Many of my colleagues suffering from the same malaise became administrators, or union reps, or early retirees, or just dropped dead on the way to class, so I decided to go cyber and teach from home, never getting out of my yoga clothes and having time for a downward dog or head stand between sets of essays.
So now some voice might ask: “How’s that working for you?”
(And before I throw up or throw a punch at that annoying voice. I’ll take a round or two of alternate nostril breathing to balance out my left and right brain so I can get to my perceived point of the prompt this week and actually reflect on my motivational strategies and teaching choices in the here and now.)
So motivation at the end of the semester:
Mainly for me and my students there’s the impending thrill of Completion.

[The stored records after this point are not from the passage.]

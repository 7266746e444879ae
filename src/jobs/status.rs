//! One-shot job status lookup

use serde_json::Value;

use crate::error::{JobError, Result};
use crate::jobs::models::{JobSummary, StatusReport};
use crate::jobs::JobResource;

impl JobResource {
    /// Fetch a job once.
    ///
    /// Without `detail` only `{elapsed, failed, status}` is kept; with it the
    /// payload is returned as the server sent it.
    pub async fn status(&self, job_id: u64, detail: bool) -> Result<StatusReport> {
        let body = self.fetch_job(job_id).await?;

        if detail {
            return match body {
                Value::Object(map) => Ok(StatusReport::Detail(map)),
                other => Err(JobError::unexpected(format!(
                    "job {} returned a non-object payload: {}",
                    job_id, other
                ))),
            };
        }

        let summary: JobSummary = serde_json::from_value(body)?;
        Ok(StatusReport::Summary(summary))
    }
}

There’s actually a place in the pleasure center of your brain that’s specifically activated by completing something. So we focus on that. I post reminders that the end is near. And we reflect on how much work we’ve done and how much we’ve learned in those final discussion boards. In the last essay, they apply all the skills they have learned. One of the great things for me about teaching online is that I require myself to have everything up and running, all the lessons, lectures, assignments, front loaded at the beginning of the semester. It’s a journey mapped out from the start so we just have to keep going to succeed. It’s a scaffold of skills, one thing leads to another, so that students have, at least, the “illusion of progress”. And this front loading lets me avoid, to some extent, the procrastination disorder that often plagued me in my live in the classroom teaching, especially at the end of the semester where putting off or not really knowing what came next meant high anxiety, coffee fueled late nights, and the threat of certain failure, no amount of calming breath or homeopathic remedies could overcome.
But come to think about it, the most motivating thing at the end of the semester in my online classroom is the love in the room.
By the end of the semester they have been reading and writing to each other and to me, literally thousands of words about their values, their lives, their thoughts and perceptions of the ideas of other writers—great writers or not so great. And everyone who wants to pass has to participate, not just the extroverts and high achievers that dominate the conversation in a brick classroom. They fall in love with each other through their words as they appear on the page, and so do I. There’s an intimacy in the online classroom that surprises. People reveal so much more about themselves when the eyes looking at them are behind a screen. And even though my eyes are permanently red from staring at that screen grading and grading, my heart is filled with joy to see these people find a their voice and the power of the word and have an experience of community that, in my book, is the real take away from going to college.